Cetentretien avec Maurice Olender a été tourné à Bruxelles, le 22 février 2020, dans sa bibliothèque. À l’occasion de la sortie demain de son livre Singulier Pluriel, avant-critique et entretien avec Maurice Olender, dans ce espace de recherches, de déambulations et refuge, ce drôle de lieu où « pour mettre les choses à l’endroit, il faut d’abord les mettre dans un drôle d’endroit qu’on pourrait dire à l’envers ».
Singulier Pluriel aurait dû paraître le 6 avril dernier, sortie reportée à cause du contexte pandémique. C’est (avec le recul) un report heureux, tant la parole, l’oralité et l’écriture sont le centre et le cœur du livre de Maurice Olender et sont les bienvenus après des mois de silence forcé lié au confinement et à la fermeture des librairies. Recueil d’entretiens et conversations avec des universitaires comme des journalistes, Singulier Pluriel est la mise en lumière d’une fabrique, celle d’un funambule, autant que d’un cheminement de pensée et de vie. Par les femmes, les hommes, les lieux et les temporalités qui le composent et le traversent, Singulier Pluriel est tout ensemble une archive et le laboratoire d’une pensée aussi à l’aise dans le politique que dans le poétique, quand il s’agit de penser la séduction, le jazz, l’art contemporain ou le monde de l’édition. Abordant des sujets qui ne sont qu’en apparence multiples – la « race » et ses mythologies modernes, la responsabilité sémantique, l’archive, Auschwitz, la mémoire et l’oubli, l’écriture… –, Singulier Pluriel est à l’image de son auteur, de sa bibliothèque, de sa collection au Seuil « La Librairie du XXIe siècle » : une œuvre engagée, érudite et libre, profondément actuelle.

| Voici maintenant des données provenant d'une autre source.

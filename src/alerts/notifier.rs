//! Outbound notification boundary.
//!
//! The dispatcher only knows `send(recipient, title, body)`; which channel
//! implements it is a deployment decision. The shipped implementation posts
//! Slack Block Kit messages; without credentials the daemon falls back to a
//! log-only notifier so alerts are never dropped on the floor.

use async_trait::async_trait;
use serde_json::{json, Value};
use tracing::warn;

const SLACK_API_BASE: &str = "https://slack.com/api";
const SEND_TIMEOUT: std::time::Duration = std::time::Duration::from_secs(10);

#[derive(Debug, thiserror::Error)]
pub enum NotifierError {
    #[error("notification transport failed: {0}")]
    Transport(#[from] reqwest::Error),

    /// The transport reached the service but the service refused the message.
    #[error("notification rejected: {0}")]
    Rejected(String),
}

#[async_trait]
pub trait Notifier: Send + Sync {
    /// Deliver one message to a human. A returned error means the alert was
    /// NOT delivered and the caller must treat it as un-sent.
    async fn send(&self, recipient: &str, title: &str, body: &str) -> Result<(), NotifierError>;
}

// ─── Slack ────────────────────────────────────────────────────────────────────

/// Posts alerts to Slack as Block Kit messages.
///
/// A recipient starting with `U` is treated as a user id: a DM conversation
/// is opened first and the message posted there. Anything else is used as a
/// channel id directly.
pub struct SlackNotifier {
    client: reqwest::Client,
    bot_token: String,
}

impl SlackNotifier {
    pub fn new(bot_token: impl Into<String>) -> Self {
        Self {
            client: reqwest::Client::new(),
            bot_token: bot_token.into(),
        }
    }

    async fn call(&self, method: &str, payload: Value) -> Result<Value, NotifierError> {
        let resp: Value = self
            .client
            .post(format!("{SLACK_API_BASE}/{method}"))
            .bearer_auth(&self.bot_token)
            .timeout(SEND_TIMEOUT)
            .json(&payload)
            .send()
            .await?
            .json()
            .await?;

        if resp["ok"].as_bool() != Some(true) {
            let err = resp["error"].as_str().unwrap_or("unknown error");
            return Err(NotifierError::Rejected(format!("{method}: {err}")));
        }
        Ok(resp)
    }

    async fn open_dm(&self, user_id: &str) -> Result<String, NotifierError> {
        let resp = self
            .call("conversations.open", json!({ "users": user_id }))
            .await?;
        resp["channel"]["id"]
            .as_str()
            .map(str::to_string)
            .ok_or_else(|| {
                NotifierError::Rejected("conversations.open returned no channel id".to_string())
            })
    }

    fn blocks(title: &str, body: &str) -> Value {
        json!([
            {
                "type": "header",
                "text": { "type": "plain_text", "text": title, "emoji": true }
            },
            {
                "type": "section",
                "text": { "type": "mrkdwn", "text": body }
            }
        ])
    }
}

#[async_trait]
impl Notifier for SlackNotifier {
    async fn send(&self, recipient: &str, title: &str, body: &str) -> Result<(), NotifierError> {
        let channel = if recipient.starts_with('U') {
            self.open_dm(recipient).await?
        } else {
            recipient.to_string()
        };

        self.call(
            "chat.postMessage",
            json!({
                "channel": channel,
                "blocks": Self::blocks(title, body),
                // Fallback text for clients that don't render blocks.
                "text": title,
            }),
        )
        .await?;
        Ok(())
    }
}

// ─── Log-only fallback ────────────────────────────────────────────────────────

/// Used when no Slack token is configured: alerts land in the daemon log at
/// WARN instead of reaching a human. Always reports success.
pub struct LogNotifier;

#[async_trait]
impl Notifier for LogNotifier {
    async fn send(&self, recipient: &str, title: &str, body: &str) -> Result<(), NotifierError> {
        warn!(recipient, title, body, "alert (log-only notifier)");
        Ok(())
    }
}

L’ensemble du volume est tissé de paradoxes : le premier est repris dès les premières minutes de notre entretien bruxellois, comment peut-on être l’auteur d’un livre que l’on n’a pas écrit ? Mais ce sont aussi les articulations fécondes de l’oubli et de la mémoire, du contemporain depuis les archives et les enseignements du passé… On comprend qu’il soit complexe de rendre compte de l’ensemble de ces disjonctions opérantes, de ces échos et riches perspectives.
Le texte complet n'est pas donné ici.